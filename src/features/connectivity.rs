use std::sync::Arc;

use tokio::sync::watch;

#[derive(Debug, Clone, Copy, PartialEq, Eq, Default)]
pub struct ConnectivityState {
    pub online: bool,
    /// Offline to online transitions seen so far. Subscribers compare it instead of
    /// `online`, since a watch receiver only ever sees the latest value.
    pub restorations: u64,
}

/// Device connectivity as reported by the host.
///
/// Cloning shares the same underlying value.
#[derive(Debug, Clone)]
pub struct Connectivity {
    tx: Arc<watch::Sender<ConnectivityState>>,
}

impl Connectivity {
    pub fn new(online: bool) -> Self {
        let (tx, _rx) = watch::channel(ConnectivityState {
            online,
            restorations: 0,
        });
        Self { tx: Arc::new(tx) }
    }

    pub fn is_online(&self) -> bool {
        self.tx.borrow().online
    }

    pub fn restorations(&self) -> u64 {
        self.tx.borrow().restorations
    }

    /// Records the new state; returns true on an offline to online transition.
    pub fn set_online(&self, online: bool) -> bool {
        let mut restored = false;
        let changed = self.tx.send_if_modified(|state| {
            if state.online == online {
                return false;
            }
            state.online = online;
            if online {
                state.restorations += 1;
                restored = true;
            }
            true
        });
        if changed {
            log::info!("connectivity changed: {}", if online { "online" } else { "offline" });
        }
        restored
    }

    pub fn subscribe(&self) -> watch::Receiver<ConnectivityState> {
        self.tx.subscribe()
    }
}

impl Default for Connectivity {
    fn default() -> Self {
        Self::new(false)
    }
}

▸ **What you should do**
Copy out the lines of the records above in which the string "derive" appears.

▸ **Response box**
#[derive(Debug, Clone, Copy, PartialEq, Eq, Default)]
#[derive(Debug, Clone)]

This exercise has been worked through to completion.